For between $35 and $45, owners Renee Maloney and Cathy Deano offer a way to for anyone with no prior art background to paint works of art ranging from French quarter homes, jazz musicians, landscapes, flowers, nudes and more, all instructed by a teacher. All participants paint the same picture, but the picture changes each session. The charges include canvas and paint. Wine must be brought from home.

“It just hit a cord,” Deano said. “People love it. It exposes people to painting that would have never before been exposed. People think they can’t do it, then the next day they are calling us, ‘I can’t believe I did this. I’m looking at it and its soo cool.’”

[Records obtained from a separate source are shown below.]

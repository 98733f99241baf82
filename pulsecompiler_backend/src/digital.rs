//! Compiles a pulse sequencer's event log into fixed-width instructions.
//!
//! The scan walks event groups (all events landing on the same clock cycle) in
//! chronological order while holding one open instruction window. A group closer than
//! the minimum instruction width to the window start is folded into the window, so
//! its flag changes take effect at the window start. Any other group closes the window
//! and opens the next one.
//!
//! After the scan, the first instruction is corrected for trigger latency, over-long
//! `Continue` instructions are split with `LongDelay`, and finally every symbolic
//! target is resolved to the address of the instruction carrying that label.

use std::collections::HashMap;
use std::fmt;
use std::mem;

use crate::config::PulseBlasterConfig;
use crate::error::{CompileError, Result};
use crate::instruction::{InstrKind, InstrLog, InstructionEvent, Opcode};
use crate::utils::{time_to_pos, TickTimer};

/// One sequencer instruction. `duration` is in clock cycles.
///
/// `data` holds the loop count of `Loop`, the repeat count of `LongDelay` and the
/// resolved address of `Branch`, `Jsr` and `EndLoop`. The symbolic `target` is kept
/// alongside the resolved address for diagnostics.
#[derive(Clone, Debug, PartialEq, Eq)]
pub struct DigitalInstruction {
    pub flags: u32,
    pub opcode: Opcode,
    pub data: u64,
    pub duration: u64,
    pub label: Option<String>,
    pub target: Option<String>,
}

impl DigitalInstruction {
    fn continue_for(flags: u32, duration: u64) -> Self {
        DigitalInstruction {
            flags,
            opcode: Opcode::Continue,
            data: 0,
            duration,
            label: None,
            target: None,
        }
    }

    /// Clock cycles spent in this instruction on one pass.
    pub fn played_duration(&self) -> u64 {
        match self.opcode {
            Opcode::LongDelay => self.data * self.duration,
            _ => self.duration,
        }
    }
}

impl fmt::Display for DigitalInstruction {
    fn fmt(&self, f: &mut fmt::Formatter) -> fmt::Result {
        write!(
            f,
            "{:#010x} {} {} {}",
            self.flags, self.opcode, self.data, self.duration
        )?;
        if let Some(label) = &self.label {
            write!(f, " [{label}]")?;
        }
        if let Some(target) = &self.target {
            write!(f, " -> {target}")?;
        }
        Ok(())
    }
}

/// The instruction under construction.
#[derive(Default)]
struct Window {
    start: u64,
    flags: u32,
    opcode: Option<(Opcode, u64)>,
    label: Option<String>,
    target: Option<String>,
}

impl Window {
    fn open(start: u64, flags: u32) -> Self {
        Window {
            start,
            flags,
            ..Default::default()
        }
    }

    fn close(self, duration: u64, fallback: Opcode) -> DigitalInstruction {
        let (opcode, data) = self.opcode.unwrap_or((fallback, 0));
        DigitalInstruction {
            flags: self.flags,
            opcode,
            data,
            duration,
            label: self.label,
            target: self.target,
        }
    }
}

struct Scanner<'a> {
    cfg: &'a PulseBlasterConfig,
    device: &'a str,
    state: u32,
    window: Window,
    out: Vec<DigitalInstruction>,
    open_loop: Option<String>,
    unnamed_loops: usize,
}

impl<'a> Scanner<'a> {
    fn new(cfg: &'a PulseBlasterConfig, device: &'a str) -> Self {
        Scanner {
            cfg,
            device,
            state: 0,
            window: Window::open(0, 0),
            out: Vec::new(),
            open_loop: None,
            unnamed_loops: 0,
        }
    }

    fn min(&self) -> u64 {
        self.cfg.min_instr_cycles
    }

    fn emit(&mut self, pos: u64) {
        let window = mem::replace(&mut self.window, Window::open(pos, self.state));
        let duration = pos - window.start;
        self.out.push(window.close(duration, Opcode::Continue));
    }

    fn step(&mut self, pos: u64, group: &[&InstructionEvent]) -> Result<()> {
        let boundary = pos >= self.window.start + self.min();
        if boundary {
            self.emit(pos);
        }
        self.apply_group(pos, group, boundary)
    }

    /// Handles the virtual final event at `pos` and appends the terminal instruction.
    fn finish(mut self, pos: u64, group: &[&InstructionEvent]) -> Result<Vec<DigitalInstruction>> {
        if pos >= self.window.start + self.min() {
            self.emit(pos);
        } else if let Some(prev) = self.out.last_mut() {
            // Fold the short tail into the previous instruction
            prev.duration += pos - self.window.start;
            self.window.start = pos;
        } else {
            log::warn!(
                "device {}: sequence of {pos} cycles is shorter than one instruction",
                self.device
            );
            self.window.start = pos;
        }
        self.apply_group(pos, group, true)?;

        if let Some(label) = &self.open_loop {
            return Err(CompileError::config(format!(
                "device {}: loop '{label}' is never closed",
                self.device
            )));
        }
        let terminal = mem::take(&mut self.window).close(self.min(), Opcode::Stop);
        self.out.push(terminal);
        Ok(self.out)
    }

    fn apply_group(&mut self, pos: u64, group: &[&InstructionEvent], boundary: bool) -> Result<()> {
        // A loop end refers to the instruction that ends here, so it goes first
        for event in group.iter().filter(|e| e.kind == InstrKind::LoopEnd) {
            self.close_loop(event, pos, boundary)?;
        }
        for event in group.iter().filter(|e| e.kind != InstrKind::LoopEnd) {
            self.apply(event)?;
        }
        Ok(())
    }

    fn apply(&mut self, event: &InstructionEvent) -> Result<()> {
        match &event.kind {
            InstrKind::LevelChange { on } => {
                let mask = event
                    .channel
                    .filter(|&bit| bit < self.cfg.flags)
                    .and_then(|bit| u32::try_from(bit).ok())
                    .and_then(|bit| 1u32.checked_shl(bit))
                    .ok_or_else(|| {
                        CompileError::config(format!(
                            "device {}: level change at {} s on flag {:?}, the device has {} flags",
                            self.device, event.timestamp, event.channel, self.cfg.flags
                        ))
                    })?;
                if *on {
                    self.state |= mask;
                } else {
                    self.state &= !mask;
                }
                self.window.flags = self.state;
                if let Some(label) = &event.ref_label {
                    self.set_label(label, event)?;
                }
            }
            InstrKind::Opcode { op, data } => {
                if op.takes_target() {
                    let target = event.ref_label.clone().ok_or_else(|| {
                        CompileError::config(format!(
                            "device {}: {op} at {} s needs a target ref",
                            self.device, event.timestamp
                        ))
                    })?;
                    self.set_opcode(*op, *data, event)?;
                    self.window.target = Some(target);
                } else {
                    match op {
                        Opcode::Loop => self.check_loop_count(*data, event)?,
                        Opcode::LongDelay => check_long_delay_repeats(
                            *data,
                            self.cfg,
                            &format!("device {}: {op} at {} s", self.device, event.timestamp),
                        )?,
                        _ => {}
                    }
                    self.set_opcode(*op, *data, event)?;
                    if let Some(label) = &event.ref_label {
                        self.set_label(label, event)?;
                    }
                }
            }
            InstrKind::LoopStart { count } => {
                if let Some(open) = &self.open_loop {
                    return Err(CompileError::config(format!(
                        "device {}: loop starting at {} s is nested inside loop '{open}'",
                        self.device, event.timestamp
                    )));
                }
                self.check_loop_count(*count, event)?;
                let label = match &event.ref_label {
                    Some(label) => label.clone(),
                    None => {
                        self.unnamed_loops += 1;
                        format!("loop#{}", self.unnamed_loops)
                    }
                };
                self.set_opcode(Opcode::Loop, *count, event)?;
                self.set_label(&label, event)?;
                self.open_loop = Some(label);
            }
            InstrKind::KeepGoing => {
                if let Some(label) = &event.ref_label {
                    self.set_label(label, event)?;
                }
            }
            InstrKind::LoopEnd | InstrKind::Pulse(_) | InstrKind::Marker => {
                return Err(CompileError::config(format!(
                    "device {}: {} events are not supported by a pulse sequencer",
                    self.device,
                    event.kind.name()
                )))
            }
        }
        Ok(())
    }

    fn check_loop_count(&self, count: u64, event: &InstructionEvent) -> Result<()> {
        if count > self.cfg.max_loop_count {
            return Err(CompileError::capacity(format!(
                "device {}: loop at {} s repeats {count} times, hardware maximum is {}",
                self.device, event.timestamp, self.cfg.max_loop_count
            )));
        }
        Ok(())
    }

    fn set_opcode(&mut self, op: Opcode, data: u64, event: &InstructionEvent) -> Result<()> {
        match self.window.opcode {
            Some(existing) if existing != (op, data) => Err(CompileError::config(format!(
                "device {}: {op} at {} s falls in the same instruction as {} (instruction starting at cycle {})",
                self.device, event.timestamp, existing.0, self.window.start
            ))),
            _ => {
                self.window.opcode = Some((op, data));
                Ok(())
            }
        }
    }

    fn set_label(&mut self, label: &str, event: &InstructionEvent) -> Result<()> {
        if let Some(existing) = &self.window.label {
            return Err(CompileError::config(format!(
                "device {}: ref '{label}' at {} s falls in the same instruction as ref '{existing}'",
                self.device, event.timestamp
            )));
        }
        self.window.label = Some(label.to_string());
        Ok(())
    }

    fn close_loop(&mut self, event: &InstructionEvent, pos: u64, boundary: bool) -> Result<()> {
        let label = self.open_loop.take().ok_or_else(|| {
            CompileError::config(format!(
                "device {}: loop end at {} s without a matching loop start",
                self.device, event.timestamp
            ))
        })?;
        if let Some(named) = &event.ref_label {
            if *named != label {
                return Err(CompileError::config(format!(
                    "device {}: loop end '{named}' at {} s does not match the open loop '{label}'",
                    self.device, event.timestamp
                )));
            }
        }
        if self.out.is_empty() {
            return Err(CompileError::config(format!(
                "device {}: loop '{label}' ends before its first instruction",
                self.device
            )));
        }
        if !boundary {
            log::warn!(
                "device {}: end of loop '{label}' at cycle {pos} snapped back to cycle {}",
                self.device,
                self.window.start
            );
        }
        let idx = self.out.len() - 1;
        self.mark_end_loop(idx, label)
    }

    fn mark_end_loop(&mut self, idx: usize, label: String) -> Result<()> {
        let min = self.min();
        let instr = &mut self.out[idx];
        match instr.opcode {
            Opcode::Continue => {
                instr.opcode = Opcode::EndLoop;
                instr.target = Some(label);
                Ok(())
            }
            Opcode::Loop if instr.label.as_deref() == Some(label.as_str()) => {
                // The loop body is a single instruction: split it into Loop + EndLoop
                if instr.duration < 2 * min {
                    return Err(CompileError::config(format!(
                        "device {}: loop '{label}' spans {} cycles, at least {} are needed for a loop body",
                        self.device,
                        instr.duration,
                        2 * min
                    )));
                }
                let head = instr.duration / 2;
                let mut tail = DigitalInstruction::continue_for(instr.flags, instr.duration - head);
                tail.opcode = Opcode::EndLoop;
                tail.target = Some(label);
                instr.duration = head;
                self.out.insert(idx + 1, tail);
                Ok(())
            }
            other => Err(CompileError::config(format!(
                "device {}: end of loop '{label}' collides with {other} on the same instruction",
                self.device
            ))),
        }
    }
}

In fact, the business has gained such popularity since its opening in six months ago, Corks ‘N Canvas has already reached its three-year financial goal, a move that made it easy to open another branch Sept. 2 at 110 Focis Street in Metairie, off Old Metairie Road, Deano said.

Another shop is already in planning stages for Baton Rouge, “ If I don’t get too grey haired before then,” Deano said chuckling.

“It’s like karaoke,” Maloney said. “Everyone wants to sing, but never knew that they could. With this people that didn’t know they could paint, find out they can.”

The idea, however, is nothing new. Deano and Maloney just capitalized on the plan.

The two friends from old Mandeville, constantly joking and jiving with each other like a well-natured comedy act, heard about the idea one day while walking Mandeville’s lakefront.

With the pair walking in stride, Deano’s phone rang. It was a friend who had just visited a shop in Alabama that offered art classes and supplied the canvas for people with little or no art training. The entry fee buys materials and the participant takes the canvas home.

The pair immediately planned to check it out. Soon their cars were packed and headed for the La Quinta Hotel for the night. The next day they would check out the shop

“Neither of us thought we could paint,” Deano said. “There were 50 women in there and they were all having a ball.”

Returning with a twinkle in their eyes, the women decided to start a similar business in Mandeville

“There was something there and its not in Mandeville,” Deano said, recalling the trip.

“We went home and told out husbands and they rolled their eyes like, ‘OK. This is just one of your hair-brained ideas. Uh yea, whatever,” Maloney said.

The pair took it as a blessing to proceed. They went to the bank, found an empty building at 503 Girod Street, and set up shop. The rest is history.

Now people from New Orleans, Prairieville, St. Rose, Hammond and Baton Rouge have attended the classes four days a week, starting at 7 p.m. Wednesday through Saturday.

Private parties are available but must be booked at least a month in advance. And at times, people can attend fundraisers, where all the proceeds made from participants are donated to various charities including the St. Francis Art Association, Heart Association and a camp for kids diagnosed with cancer.

On Wednesday, Jeff Normad and his wife Prima attended the private party along with Bosley, about other 15 people, which is typically the regular class size with some fluctuations to no more than 30.

Jeff was celebrating his birthday, surrounded by women, he said joking.

“This is a nice place for a single guy,” he said, his wife Prima smiling as she sipped her wine.

“Yea,” she said later. “But this is his own birthday present and he has to make it.”